[Information — start]

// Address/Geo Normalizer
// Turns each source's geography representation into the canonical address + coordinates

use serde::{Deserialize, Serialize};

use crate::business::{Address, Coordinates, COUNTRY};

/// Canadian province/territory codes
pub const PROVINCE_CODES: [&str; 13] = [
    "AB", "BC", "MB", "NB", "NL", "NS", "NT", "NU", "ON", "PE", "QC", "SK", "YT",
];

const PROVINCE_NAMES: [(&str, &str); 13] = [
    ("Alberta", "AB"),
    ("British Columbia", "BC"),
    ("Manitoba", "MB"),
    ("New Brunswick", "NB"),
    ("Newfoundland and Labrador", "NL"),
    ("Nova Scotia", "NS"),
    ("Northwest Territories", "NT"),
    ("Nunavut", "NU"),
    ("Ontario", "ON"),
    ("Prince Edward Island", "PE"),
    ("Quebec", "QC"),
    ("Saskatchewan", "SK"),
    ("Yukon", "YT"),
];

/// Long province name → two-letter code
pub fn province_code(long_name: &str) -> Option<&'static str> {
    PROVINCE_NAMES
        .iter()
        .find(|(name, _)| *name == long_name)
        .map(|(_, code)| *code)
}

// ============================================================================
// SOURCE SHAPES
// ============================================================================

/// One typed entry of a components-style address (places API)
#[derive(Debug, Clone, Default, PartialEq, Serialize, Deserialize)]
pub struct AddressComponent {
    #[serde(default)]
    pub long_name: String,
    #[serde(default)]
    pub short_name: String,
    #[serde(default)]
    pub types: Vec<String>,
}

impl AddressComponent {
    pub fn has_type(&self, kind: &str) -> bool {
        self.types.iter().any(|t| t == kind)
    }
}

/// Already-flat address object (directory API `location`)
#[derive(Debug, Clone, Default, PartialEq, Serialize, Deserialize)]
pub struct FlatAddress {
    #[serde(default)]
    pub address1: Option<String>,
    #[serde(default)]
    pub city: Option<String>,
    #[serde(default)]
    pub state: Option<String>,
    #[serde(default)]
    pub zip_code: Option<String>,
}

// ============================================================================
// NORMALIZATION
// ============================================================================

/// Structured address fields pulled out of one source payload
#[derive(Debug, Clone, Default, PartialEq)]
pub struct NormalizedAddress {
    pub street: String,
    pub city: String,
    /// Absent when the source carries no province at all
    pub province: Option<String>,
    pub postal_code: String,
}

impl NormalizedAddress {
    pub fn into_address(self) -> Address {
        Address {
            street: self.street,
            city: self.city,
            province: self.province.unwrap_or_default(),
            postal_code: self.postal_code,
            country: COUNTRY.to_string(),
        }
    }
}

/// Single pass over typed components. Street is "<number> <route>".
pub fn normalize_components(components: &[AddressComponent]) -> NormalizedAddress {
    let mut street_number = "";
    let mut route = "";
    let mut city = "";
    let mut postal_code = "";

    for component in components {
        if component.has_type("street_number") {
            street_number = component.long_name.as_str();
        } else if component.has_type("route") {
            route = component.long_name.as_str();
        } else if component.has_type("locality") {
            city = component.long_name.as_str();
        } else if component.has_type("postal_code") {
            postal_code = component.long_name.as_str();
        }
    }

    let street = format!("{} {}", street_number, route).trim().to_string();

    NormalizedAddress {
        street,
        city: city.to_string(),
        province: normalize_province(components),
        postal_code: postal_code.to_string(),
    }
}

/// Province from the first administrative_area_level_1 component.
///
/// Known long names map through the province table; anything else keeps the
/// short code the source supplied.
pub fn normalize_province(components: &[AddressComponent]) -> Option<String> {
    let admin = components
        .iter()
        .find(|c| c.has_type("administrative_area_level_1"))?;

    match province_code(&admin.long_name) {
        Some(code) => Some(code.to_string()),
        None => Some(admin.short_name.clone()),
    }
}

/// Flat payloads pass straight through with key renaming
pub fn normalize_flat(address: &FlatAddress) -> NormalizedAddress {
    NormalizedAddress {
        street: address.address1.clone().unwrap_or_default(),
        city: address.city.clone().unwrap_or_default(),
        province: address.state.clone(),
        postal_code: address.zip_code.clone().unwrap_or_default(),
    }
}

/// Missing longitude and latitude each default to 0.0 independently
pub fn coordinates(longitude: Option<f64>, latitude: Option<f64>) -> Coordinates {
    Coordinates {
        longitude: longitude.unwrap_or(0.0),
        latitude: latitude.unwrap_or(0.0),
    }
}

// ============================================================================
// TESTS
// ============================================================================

[Information — finish]

Task brief: Copy out the entire material exactly.

Task answer:
// Address/Geo Normalizer
// Turns each source's geography representation into the canonical address + coordinates

use serde::{Deserialize, Serialize};

use crate::business::{Address, Coordinates, COUNTRY};

/// Canadian province/territory codes
pub const PROVINCE_CODES: [&str; 13] = [
    "AB", "BC", "MB", "NB", "NL", "NS", "NT", "NU", "ON", "PE", "QC", "SK", "YT",
];

const PROVINCE_NAMES: [(&str, &str); 13] = [
    ("Alberta", "AB"),
    ("British Columbia", "BC"),
    ("Manitoba", "MB"),
    ("New Brunswick", "NB"),
    ("Newfoundland and Labrador", "NL"),
    ("Nova Scotia", "NS"),
    ("Northwest Territories", "NT"),
    ("Nunavut", "NU"),
    ("Ontario", "ON"),
    ("Prince Edward Island", "PE"),
    ("Quebec", "QC"),
    ("Saskatchewan", "SK"),
    ("Yukon", "YT"),
];

/// Long province name → two-letter code
pub fn province_code(long_name: &str) -> Option<&'static str> {
    PROVINCE_NAMES
        .iter()
        .find(|(name, _)| *name == long_name)
        .map(|(_, code)| *code)
}

// ============================================================================
// SOURCE SHAPES
// ============================================================================

/// One typed entry of a components-style address (places API)
#[derive(Debug, Clone, Default, PartialEq, Serialize, Deserialize)]
pub struct AddressComponent {
    #[serde(default)]
    pub long_name: String,
    #[serde(default)]
    pub short_name: String,
    #[serde(default)]
    pub types: Vec<String>,
}

impl AddressComponent {
    pub fn has_type(&self, kind: &str) -> bool {
        self.types.iter().any(|t| t == kind)
    }
}

/// Already-flat address object (directory API `location`)
#[derive(Debug, Clone, Default, PartialEq, Serialize, Deserialize)]
pub struct FlatAddress {
    #[serde(default)]
    pub address1: Option<String>,
    #[serde(default)]
    pub city: Option<String>,
    #[serde(default)]
    pub state: Option<String>,
    #[serde(default)]
    pub zip_code: Option<String>,
}

// ============================================================================
// NORMALIZATION
// ============================================================================

/// Structured address fields pulled out of one source payload
#[derive(Debug, Clone, Default, PartialEq)]
pub struct NormalizedAddress {
    pub street: String,
    pub city: String,
    /// Absent when the source carries no province at all
    pub province: Option<String>,
    pub postal_code: String,
}

impl NormalizedAddress {
    pub fn into_address(self) -> Address {
        Address {
            street: self.street,
            city: self.city,
            province: self.province.unwrap_or_default(),
            postal_code: self.postal_code,
            country: COUNTRY.to_string(),
        }
    }
}

/// Single pass over typed components. Street is "<number> <route>".
pub fn normalize_components(components: &[AddressComponent]) -> NormalizedAddress {
    let mut street_number = "";
    let mut route = "";
    let mut city = "";
    let mut postal_code = "";

    for component in components {
        if component.has_type("street_number") {
            street_number = component.long_name.as_str();
        } else if component.has_type("route") {
            route = component.long_name.as_str();
        } else if component.has_type("locality") {
            city = component.long_name.as_str();
        } else if component.has_type("postal_code") {
            postal_code = component.long_name.as_str();
        }
    }

    let street = format!("{} {}", street_number, route).trim().to_string();

    NormalizedAddress {
        street,
        city: city.to_string(),
        province: normalize_province(components),
        postal_code: postal_code.to_string(),
    }
}

/// Province from the first administrative_area_level_1 component.
///
/// Known long names map through the province table; anything else keeps the
/// short code the source supplied.
pub fn normalize_province(components: &[AddressComponent]) -> Option<String> {
    let admin = components
        .iter()
        .find(|c| c.has_type("administrative_area_level_1"))?;

    match province_code(&admin.long_name) {
        Some(code) => Some(code.to_string()),
        None => Some(admin.short_name.clone()),
    }
}

/// Flat payloads pass straight through with key renaming
pub fn normalize_flat(address: &FlatAddress) -> NormalizedAddress {
    NormalizedAddress {
        street: address.address1.clone().unwrap_or_default(),
        city: address.city.clone().unwrap_or_default(),
        province: address.state.clone(),
        postal_code: address.zip_code.clone().unwrap_or_default(),
    }
}

/// Missing longitude and latitude each default to 0.0 independently
pub fn coordinates(longitude: Option<f64>, latitude: Option<f64>) -> Coordinates {
    Coordinates {
        longitude: longitude.unwrap_or(0.0),
        latitude: latitude.unwrap_or(0.0),
    }
}

// ============================================================================
// TESTS
// ============================================================================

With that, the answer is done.